Much has been said in recent months on how difficult lockdowns and safe havens have limited photographers. Depending on your comfort level with masks and being around people a choice is made as to whether one will venture forth into the outdoors or stay put. Each choice is valid and completely personal but what if your choice is not what you really want to do? That is where a photographer may feel limited. The walls of the home that once offered you comfort take on the feeling of confinement and restriction.

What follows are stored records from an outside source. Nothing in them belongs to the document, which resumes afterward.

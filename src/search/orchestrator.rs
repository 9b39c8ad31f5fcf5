use std::sync::atomic::{AtomicU64, Ordering};
use std::sync::Arc;

use crate::config::SearchConfig;
use crate::models::{SearchQuery, SearchResultPage};
use crate::render::{
    make_page_links, render_page_links, render_result_count, render_results, CountDescription,
    RenderTarget,
};
use crate::search::{SearchError, SearchOutcome};
use crate::transport::Transport;

/// Fields requested from the index for every document.
pub const FIELD_LIST: [&str; 4] = ["title", "origin", "datePublished", "resourceMap"];

/// Notice shown when the request fails.
pub const REQUEST_ERROR_MESSAGE: &str = "There was an error making the request.";

/// Runs searches against one index and renders them into one target
#[derive(Debug)]
pub struct Searcher<T, R> {
    config: Arc<SearchConfig>,
    transport: Arc<T>,
    target: Arc<R>,
    generation: AtomicU64,
}

impl<T, R> Searcher<T, R>
where
    T: Transport,
    R: RenderTarget,
{
    /// Create a searcher, rejecting invalid configuration up front.
    pub fn new(
        config: Arc<SearchConfig>,
        transport: Arc<T>,
        target: Arc<R>,
    ) -> Result<Self, SearchError> {
        config.validate()?;
        Ok(Self {
            config,
            transport,
            target,
            generation: AtomicU64::new(0),
        })
    }

    pub fn config(&self) -> &SearchConfig {
        &self.config
    }

    pub fn target(&self) -> &R {
        &self.target
    }

    /// Compose the Solr query URL for `query`.
    ///
    /// The `fq` and `q` values are percent-encoded; everything else is fixed
    /// or numeric.
    pub fn build_query_url(&self, query: &SearchQuery) -> String {
        let base = &self.config.server;
        let mut url = String::with_capacity(base.len() + 128);
        url.push_str(base);
        if !(base.ends_with('?') || base.ends_with('&')) {
            url.push(if base.contains('?') { '&' } else { '?' });
        }

        url.push_str(&format!(
            "fl={}&defType=edismax&wt=json&rows={}&start={}",
            FIELD_LIST.join(","),
            self.config.limit,
            query.start_offset
        ));

        if let Some(area) = query.effective_core_area() {
            let clause = format!("keywords:\"{}\"", area);
            url.push_str("&fq=");
            url.push_str(&urlencoding::encode(&clause));
        }

        let text = format!("{} {}", self.config.filter, query.free_text.trim());
        url.push_str("&q=");
        url.push_str(&urlencoding::encode(text.trim()));

        url
    }

    /// Run a search and render the response.
    ///
    /// `page_url` is the URL of the page being rendered; page links are
    /// built from it. Transport failures raise an alert on the target and
    /// are returned as errors.
    pub async fn search(
        &self,
        page_url: &str,
        query: &SearchQuery,
    ) -> Result<SearchOutcome, SearchError> {
        let url = self.build_query_url(query);
        self.show_url(&url);

        let generation = self.generation.fetch_add(1, Ordering::SeqCst) + 1;
        self.target.set_busy(true);
        tracing::debug!(%url, generation, "Sending search request");

        let result = self.transport.get(&url).await;

        if self.generation.load(Ordering::SeqCst) != generation {
            tracing::debug!(generation, "Discarding response from superseded search");
            return Ok(SearchOutcome::Superseded);
        }
        self.target.set_busy(false);

        let body = match result {
            Ok(body) => body,
            Err(e) => {
                tracing::warn!("Search request failed: {}", e);
                self.target.alert(REQUEST_ERROR_MESSAGE);
                return Err(e.into());
            }
        };

        let page = SearchResultPage::from_json(&body).map_err(|e| {
            tracing::error!("Unexpected search response: {}", e);
            SearchError::MalformedResponse(e)
        })?;

        tracing::info!(
            total = page.total_found,
            shown = page.documents.len(),
            start = query.start_offset,
            "Search complete"
        );

        self.render(page_url, query, &page);
        Ok(SearchOutcome::Rendered(page))
    }

    fn show_url(&self, url: &str) {
        let html = format!(
            r#"<a href="{}" target="_blank">{}</a>"#,
            html_escape::encode_double_quoted_attribute(url),
            html_escape::encode_text(url)
        );
        self.target.set_content(&self.config.elements.url, &html);
    }

    fn render(&self, page_url: &str, query: &SearchQuery, page: &SearchResultPage) {
        let elements = &self.config.elements;
        let start = query.start_offset;

        self.target.set_content(&elements.results, &render_results(page));

        let links = make_page_links(
            page.total_found,
            self.config.limit,
            self.config.show_pages,
            start,
        );
        self.target
            .set_content(&elements.pages, &render_page_links(&links, page_url));

        let description = CountDescription::from_query(query);
        self.target.set_content(
            &elements.count,
            &render_result_count(page.total_found, self.config.limit, start, Some(&description)),
        );
    }
}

I have dealt with limitations, especially physical ones, for several years now. So the current situation of being housebound seems like nothing new to me. But a webinar that I recently attended did point out to me that oftentimes, and especially in the Poconos, photography tends to be associated with the outdoors and lessons or talks are geared to that viewpoint. Two amazing photographers were sharing their thoughts on “Contemplative Photography” which basically is a way to see photographs that are presenting themselves to you rather than looking for a shot you’ve predetermined in your mind that you must take. It involves practices such as being aware of your surroundings, being in the moment and clearing away distractions, thinking abstractly, (i. e. using a soft focus instead of razor sharp accuracy), telling a story and not having an expectation of what you are going to take that day. The examples they shared all emphasized one of these aspects and they were amazing but they were captured at places I may never get to- sand dunes in a desert, reflections in a river in a canyon, Autumn leaves on top of a mountain, and a beach in Hawaii.

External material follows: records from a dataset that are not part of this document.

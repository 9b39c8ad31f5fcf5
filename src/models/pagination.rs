//! Page link model.

use serde::{Deserialize, Serialize};

/// A single page link
#[derive(Debug, Clone, PartialEq, Eq, Serialize, Deserialize)]
pub struct PageLink {
    /// Link text (a page number, or an arrow entity for navigation links)
    pub label: String,

    /// Result offset the link navigates to
    pub target_offset: u64,

    /// Whether the link points at the page currently shown
    pub is_active: bool,

    /// First/last navigation link rather than a numbered page
    pub is_navigation: bool,
}

impl PageLink {
    /// Create a numbered page link
    pub fn numbered(page: u64, target_offset: u64, current_start: u64) -> Self {
        Self {
            label: page.to_string(),
            target_offset,
            is_active: target_offset == current_start,
            is_navigation: false,
        }
    }

    /// Create a first/last navigation link
    pub fn navigation(label: &str, target_offset: u64, current_start: u64) -> Self {
        Self {
            label: label.to_string(),
            target_offset,
            is_active: target_offset == current_start,
            is_navigation: true,
        }
    }
}

/// Ordered page links: first, the numbered window, last
#[derive(Debug, Clone, Default, PartialEq, Eq, Serialize, Deserialize)]
pub struct PageLinkSet {
    pub links: Vec<PageLink>,
}

impl PageLinkSet {
    pub fn is_empty(&self) -> bool {
        self.links.is_empty()
    }

    pub fn len(&self) -> usize {
        self.links.len()
    }

    /// Numbered links only, in order.
    pub fn numbered(&self) -> impl Iterator<Item = &PageLink> {
        self.links.iter().filter(|link| !link.is_navigation)
    }

    /// The numbered link for the current page, if it is in the window.
    pub fn active(&self) -> Option<&PageLink> {
        self.numbered().find(|link| link.is_active)
    }
}
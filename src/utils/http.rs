//! HTTP client utilities.

use reqwest::Client;
use std::sync::Arc;
use std::time::Duration;

/// Default request timeout in seconds.
pub const DEFAULT_TIMEOUT_SECS: u64 = 30;

/// Shared HTTP client with sensible defaults
#[derive(Debug, Clone)]
pub struct HttpClient {
    client: Arc<Client>,
}

impl HttpClient {
    /// Create a new HTTP client with default settings
    pub fn new() -> Result<Self, reqwest::Error> {
        Self::with_timeout(Duration::from_secs(DEFAULT_TIMEOUT_SECS))
    }

    /// Create a new HTTP client with a custom request timeout
    pub fn with_timeout(timeout: Duration) -> Result<Self, reqwest::Error> {
        let client = Client::builder()
            .user_agent(concat!(
                env!("CARGO_PKG_NAME"),
                "/",
                env!("CARGO_PKG_VERSION")
            ))
            .timeout(timeout)
            .connect_timeout(Duration::from_secs(10))
            .pool_idle_timeout(Duration::from_secs(90))
            .build()?;

        Ok(Self {
            client: Arc::new(client),
        })
    }

    /// Create from an existing reqwest Client
    pub fn from_client(client: Arc<Client>) -> Self {
        Self { client }
    }

    /// Get the underlying client
    pub fn client(&self) -> &Client {
        &self.client
    }

    /// Start a GET request
    pub fn get(&self, url: &str) -> reqwest::RequestBuilder {
        self.client.get(url)
    }
}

It would be easy to write off their knowledge and expertise by thinking, “Well, that was for outdoor photography so it doesn’t apply to me”, but that is not the way I think. Instead I started to review in my mind pictures I’d captured around my house with those very principles in action. True, it is much harder to clear out the list of “things I should and need to do” in the very environment they should and must be done in but it is possible! It is harder to be “in the moment” when you’ve been in that same spot hundreds of times over the previous day, month or year. It is a challenge to think about your home in the abstract or see a story in your furniture, cupboards, or dresser drawers. But they are there! It is easy to have a list of pictures you expect to capture in a foreign country or an iconic location such as Niagara Falls, but almost the reverse takes place in our house. We are so used to thinking of our kitchen as mundane, our bookshelf as uninteresting and the laundry basket as boring. But that is because we are LOOKING at them and not really SEEING them. The contemplative practice that involves our decision to clear away distractions in our mind and to be in the moment of the place where we stand is just as important in the living room as it is on a path in the woods.

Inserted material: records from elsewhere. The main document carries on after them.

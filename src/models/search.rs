//! Search query model.

use serde::{Deserialize, Serialize};

/// Sentinel category value meaning "no category filter".
pub const ANY_CORE_AREA: &str = "any";

/// Search query parameters, rebuilt from the page URL on every load
#[derive(Debug, Clone, Default, PartialEq, Eq, Serialize, Deserialize)]
pub struct SearchQuery {
    /// Free-text query typed by the user
    pub free_text: String,

    /// Core area (keyword facet) to narrow results to
    pub core_area: Option<String>,

    /// Zero-based index of the first result to return
    pub start_offset: u64,
}

impl SearchQuery {
    /// Create a new search query
    pub fn new(free_text: impl Into<String>) -> Self {
        Self {
            free_text: free_text.into(),
            ..Default::default()
        }
    }

    /// Set core area filter
    pub fn core_area(mut self, core_area: impl Into<String>) -> Self {
        self.core_area = Some(core_area.into());
        self
    }

    /// Set start offset
    pub fn start_offset(mut self, start: u64) -> Self {
        self.start_offset = start;
        self
    }

    /// The core area to filter on, if it selects anything.
    ///
    /// Empty values and the `any` sentinel mean no filter.
    pub fn effective_core_area(&self) -> Option<&str> {
        self.core_area
            .as_deref()
            .map(str::trim)
            .filter(|area| !area.is_empty() && *area != ANY_CORE_AREA)
    }

    /// Parse a `start` parameter, tolerating garbage.
    ///
    /// Absent, empty, negative, or non-numeric values all mean offset 0.
    pub fn parse_start(raw: Option<&str>) -> u64 {
        raw.and_then(|s| s.trim().parse::<u64>().ok()).unwrap_or(0)
    }
}

#[cfg(test)]
mod tests {
    use super::*;

    #[test]
    fn test_effective_core_area() {
        assert_eq!(SearchQuery::new("x").effective_core_area(), None);
        assert_eq!(SearchQuery::new("x").core_area("").effective_core_area(), None);
        assert_eq!(
            SearchQuery::new("x").core_area("any").effective_core_area(),
            None
        );
        assert_eq!(
            SearchQuery::new("x")
                .core_area("Vegetation")
                .effective_core_area(),
            Some("Vegetation")
        );
    }

    #[test]
    fn test_parse_start() {
        assert_eq!(SearchQuery::parse_start(None), 0);
        assert_eq!(SearchQuery::parse_start(Some("")), 0);
        assert_eq!(SearchQuery::parse_start(Some("abc")), 0);
        assert_eq!(SearchQuery::parse_start(Some("-10")), 0);
        assert_eq!(SearchQuery::parse_start(Some("20")), 20);
        assert_eq!(SearchQuery::parse_start(Some("35")), 35);
    }
}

My favorite place to start my day is in my living room. Light spills into it from several directions; from above through the windows at the top of my cathedral ceiling, from behind through two small windows that flank the fireplace, and from the side through the picture window on the front of my house. Light and shadow shift as the minutes go by with something new to see reflected on the walls in a very short span of time. One morning I assigned myself the task of capturing a new “circle” shot for my on-line photo club. Knowing that it would be easy to repeat something I’d photographed before, I decided to close my eyes for 2 minutes before I took the shot. I took a few deep breaths and pushed aside the list of things I needed to accomplish that day, including the photography assignment! There is always a point when I do this that I feel “settled” and a sense of calm takes hold of my soul. It’s then when I know it’s time to open my eyes. I’m ready to “see” the shot rather than look for it. As I opened my eyes my gaze was directed toward a chest of drawers my father refinished years ago. But not the dresser as a whole, just a portion of it where the knobs and inlay were balanced in harmony and forming a pattern of circles and lines. I saw the picture and took it.
Marcel Proust said, “The voyage of discovery is not in seeking landscapes, but in having new eyes.” There are just as many photographs to discover in your home as there are outside. The question is, “Will your eyes SEE them?”